Came a blinding flash! The glacier seemed to jump six feet straight up. A terrific, slamming roar blasted against eardrums. Then a rush of air slapped them skidding across the ice like an unseen fist.
There had been a powerful explosive in the little cylinder Doc hurled at his enemies.
Awful quiet followed the blast. The very blizzard seemed to recoil like a beaten beast.
A chorus of agonized squealings and bleatings erupted. Some of the enemy had been incapacitated. They were all shocked. The Eskimos felt a vague, unaccountable terror.
"Up an' at 'em, mateys!" shrilled a coarse tone. "Keelhaul me, but we ain't gonna let 'em get away from us now!"
It was Keelhaul de Rosa's voice. He, at least, had not been damaged.
More lead searched the knobby glacier surface. None of it came dangerously near Doc and his fair companion. They had gotten far away in the confusion.

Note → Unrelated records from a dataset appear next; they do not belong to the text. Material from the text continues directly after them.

// Nearest-neighbour page retrieval over a loaded embedding index
use serde::{Deserialize, Serialize};
use tracing::{debug, warn};

use crate::corpus::PageRecord;
use crate::embedding::EmbeddingService;
use crate::errors::ServiceError;
use crate::index::store::is_finite;
use crate::index::EmbeddingIndex;
use crate::retrieval::similarity::top_k;

/// Number of pages returned when the caller does not choose
pub const DEFAULT_TOP_K: usize = 3;

/// Retrieved page with its cosine similarity to the query
#[derive(Debug, Clone, PartialEq, Serialize, Deserialize)]
pub struct ScoredPage {
    pub record: PageRecord,
    pub score: f32,
}

/// Embeds queries and ranks index pages by cosine similarity.
///
/// Holds no index state; every call reads the index it is given, so one
/// index can serve many concurrent retrievals.
pub struct Retriever<E> {
    embedder: E,
    top_k: usize,
}

impl<E: EmbeddingService> Retriever<E> {
    pub fn new(embedder: E) -> Self {
        Self {
            embedder,
            top_k: DEFAULT_TOP_K,
        }
    }

    /// Set the default result count used by [`Retriever::retrieve_default`]
    pub fn with_top_k(mut self, top_k: usize) -> Self {
        self.top_k = top_k;
        self
    }

    pub fn top_k(&self) -> usize {
        self.top_k
    }

    /// Most relevant pages first; empty when retrieval is unavailable
    pub async fn retrieve(&self, query: &str, index: &EmbeddingIndex, top_k: usize) -> Vec<PageRecord> {
        self.retrieve_scored(query, index, top_k)
            .await
            .into_iter()
            .map(|p| p.record)
            .collect()
    }

    /// [`Retriever::retrieve`] with the configured default `top_k`
    pub async fn retrieve_default(&self, query: &str, index: &EmbeddingIndex) -> Vec<PageRecord> {
        self.retrieve(query, index, self.top_k).await
    }

    /// Like [`Retriever::retrieve`] but keeps the similarity scores
    pub async fn retrieve_scored(&self, query: &str, index: &EmbeddingIndex, top_k: usize) -> Vec<ScoredPage> {
        match self.try_retrieve(query, index, top_k).await {
            Ok(pages) => pages,
            Err(e) => {
                warn!(error = %e, "query embedding failed, continuing without retrieval");
                Vec::new()
            }
        }
    }

    /// Ranked retrieval that surfaces embedding failures instead of degrading
    pub async fn try_retrieve(
        &self,
        query: &str,
        index: &EmbeddingIndex,
        top_k_count: usize,
    ) -> Result<Vec<ScoredPage>, ServiceError> {
        if index.is_empty() || top_k_count == 0 {
            debug!(pages = index.len(), top_k = top_k_count, "nothing to retrieve");
            return Ok(Vec::new());
        }

        let query_vector = self.embedder.embed(query).await?;
        if !is_finite(&query_vector) {
            return Err(ServiceError::InvalidResponse(
                "query embedding contains a non-finite value".to_string(),
            ));
        }
        if index.dimension() != Some(query_vector.len()) {
            return Err(ServiceError::InvalidResponse(format!(
                "query embedding has dimension {}, index has {}",
                query_vector.len(),
                index.dimension().unwrap_or(0)
            )));
        }

        let ranked = top_k(
            &query_vector,
            index.vectors().iter().map(|v| v.as_slice()),
            top_k_count,
        );

        let pages: Vec<ScoredPage> = ranked
            .into_iter()
            .map(|r| ScoredPage {
                record: index.metadata()[r.position].clone(),
                score: r.score,
            })
            .collect();

        debug!(
            returned = pages.len(),
            best = pages.first().map(|p| p.record.page_number),
            "retrieved pages"
        );
        Ok(pages)
    }
}

#[cfg(test)]
mod tests {
    use super::*;
    use async_trait::async_trait;
    use std::sync::atomic::{AtomicUsize, Ordering};

    struct FixedEmbedder {
        vector: Option<Vec<f32>>,
        calls: AtomicUsize,
    }

    impl FixedEmbedder {
        fn returning(vector: Vec<f32>) -> Self {
            Self {
                vector: Some(vector),
                calls: AtomicUsize::new(0),
            }
        }

        fn failing() -> Self {
            Self {
                vector: None,
                calls: AtomicUsize::new(0),
            }
        }
    }

    #[async_trait]
    impl EmbeddingService for FixedEmbedder {
        async fn embed(&self, _text: &str) -> Result<Vec<f32>, ServiceError> {
            self.calls.fetch_add(1, Ordering::SeqCst);
            self.vector
                .clone()
                .ok_or_else(|| ServiceError::Unavailable("down".to_string()))
        }
    }

    fn index() -> EmbeddingIndex {
        EmbeddingIndex::from_parts(
            vec![vec![1.0, 0.0], vec![0.0, 1.0], vec![0.7, 0.7]],
            (1..=3).map(|n| PageRecord::new(n, format!("p{}", n))).collect(),
        )
        .unwrap()
    }

    #[tokio::test]
    async fn test_empty_index_skips_embedding() {
        let retriever = Retriever::new(FixedEmbedder::returning(vec![1.0, 0.0]));
        let pages = retriever.retrieve("q", &EmbeddingIndex::new(), 3).await;
        assert!(pages.is_empty());
        assert_eq!(retriever.embedder.calls.load(Ordering::SeqCst), 0);
    }

    #[tokio::test]
    async fn test_embedding_failure_degrades_to_empty() {
        let retriever = Retriever::new(FixedEmbedder::failing());
        assert!(retriever.retrieve("q", &index(), 3).await.is_empty());
        assert!(retriever.try_retrieve("q", &index(), 3).await.is_err());
    }

    #[tokio::test]
    async fn test_dimension_mismatch_degrades_to_empty() {
        let retriever = Retriever::new(FixedEmbedder::returning(vec![1.0, 0.0, 0.0]));
        assert!(retriever.retrieve("q", &index(), 3).await.is_empty());
    }

    #[tokio::test]
    async fn test_non_finite_query_is_invalid() {
        let retriever = Retriever::new(FixedEmbedder::returning(vec![f32::NAN, 1.0]));
        let err = retriever.try_retrieve("q", &index(), 3).await.unwrap_err();
        assert!(matches!(err, ServiceError::InvalidResponse(_)));
        assert!(retriever.retrieve("q", &index(), 3).await.is_empty());
    }

    #[tokio::test]
    async fn test_scores_descending() {
        let retriever = Retriever::new(FixedEmbedder::returning(vec![1.0, 0.1]));
        let pages = retriever.retrieve_scored("q", &index(), 3).await;
        let order: Vec<u32> = pages.iter().map(|p| p.record.page_number).collect();
        assert_eq!(order, vec![1, 3, 2]);
        assert!(pages[0].score >= pages[1].score && pages[1].score >= pages[2].score);
    }

    #[tokio::test]
    async fn test_default_top_k() {
        let retriever = Retriever::new(FixedEmbedder::returning(vec![1.0, 0.0])).with_top_k(1);
        assert_eq!(retriever.top_k(), 1);
        let pages = retriever.retrieve_default("q", &index()).await;
        assert_eq!(pages.len(), 1);
        assert_eq!(pages[0].page_number, 1);
    }
}
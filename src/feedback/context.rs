// Context block assembled from retrieved pages for the generation call
use serde::{Deserialize, Serialize};

use crate::retrieval::ScoredPage;

/// Context assembly configuration
#[derive(Debug, Clone, Serialize, Deserialize)]
pub struct ContextConfig {
    /// Maximum estimated tokens of page text to include
    pub max_context_tokens: usize,
    /// Show similarity scores next to page headers
    pub include_scores: bool,
}

impl Default for ContextConfig {
    fn default() -> Self {
        Self {
            max_context_tokens: 2000,
            include_scores: false,
        }
    }
}

/// Assembled reference material
#[derive(Debug, Clone, Default, PartialEq, Serialize, Deserialize)]
pub struct AssembledContext {
    /// Formatted context text, empty when no page fits
    pub text: String,
    /// Estimated token count
    pub estimated_tokens: usize,
    /// Pages included, in relevance order
    pub page_numbers: Vec<u32>,
}

impl AssembledContext {
    pub fn is_empty(&self) -> bool {
        self.page_numbers.is_empty()
    }
}

/// Formats retrieved pages into a single context block
pub struct ContextBuilder {
    config: ContextConfig,
}

impl ContextBuilder {
    pub fn new() -> Self {
        Self {
            config: ContextConfig::default(),
        }
    }

    pub fn with_config(config: ContextConfig) -> Self {
        Self { config }
    }

    /// Add pages in relevance order until the token budget is reached
    pub fn build(&self, pages: &[ScoredPage]) -> AssembledContext {
        let mut parts = Vec::new();
        let mut total_tokens = 0;
        let mut page_numbers = Vec::new();

        for page in pages {
            // Rough estimate: ~4 chars per token
            let page_tokens = page.record.text.len() / 4;
            if total_tokens + page_tokens > self.config.max_context_tokens {
                break;
            }

            parts.push(self.format_page(page));
            total_tokens += page_tokens;
            page_numbers.push(page.record.page_number);
        }

        if parts.is_empty() {
            return AssembledContext::default();
        }

        AssembledContext {
            text: parts.join("\n\n"),
            estimated_tokens: total_tokens,
            page_numbers,
        }
    }

    fn format_page(&self, page: &ScoredPage) -> String {
        if self.config.include_scores {
            format!(
                "[Page {}] (score: {:.2})\n{}",
                page.record.page_number, page.score, page.record.text
            )
        } else {
            format!("[Page {}]\n{}", page.record.page_number, page.record.text)
        }
    }
}

impl Default for ContextBuilder {
    fn default() -> Self {
        Self::new()
    }
}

Doc suddenly jammed the young lady in a handy snowdrift. He wasn't exactly rough about it, but he certainly didn't try to fondle her, as a man of more ordinary caliber might have been tempted to do. And it wasn't because the ravishing young woman would have objected to the caresses. All signs pointed to the contrary.
The big bronze man had long ago decided a life of domestication was not for him. It would not go with the perils and terrors which haunted his every step. It would mean the surrendering of his goal in life the shunning of adventure, the abandoning of his righting of wrongs, and punishing of evildoers wherever he found them.
So Doc had schooled himself never to sway the least bit to the seductions of the fairest of the fair sex.
"Stay here," he directed the entrancing young lady impassionately. "And what I mean stay here! You can breathe under the snow. You won't be discovered."
"Whatever you say," she said in a voice in which adoration was but thinly veiled.
She was certainly losing no time in falling for Doc.
The giant bronze man smiled faintly. Then the storm swallowed him.
KEELHAUL DE ROSA was in a rage. He was burning up. He filled the blizzard around about with salty expletives.
"Ye blasted swabs!" he railed at the Eskimos, forgetting they did not understand English. "Keelhaul me. The bronze scut was right in yer hands, an' ye didn't wreck 'im!"
"I tell ya dat guy is poison!" muttered a white gunman. "He ain't human! From de night he tied into us outside de concert hall in de big burg, we ain't been able ter lay a hand on 'im!"
Another white man shivered. He was fatter than Keelhaul de Rosa or the other gunmen. It was to be suspected he had some Eskimo b!lood in his veins.
As a matter of fact, this fellow was a crook recruited in Greenland. He knew the arctic. It was he who served interpreter in all discussions with the Eskimos.
"Dat bane awful explosion a minute ago." this man whined. "Aye sure hope we bane get dat feller damn quick."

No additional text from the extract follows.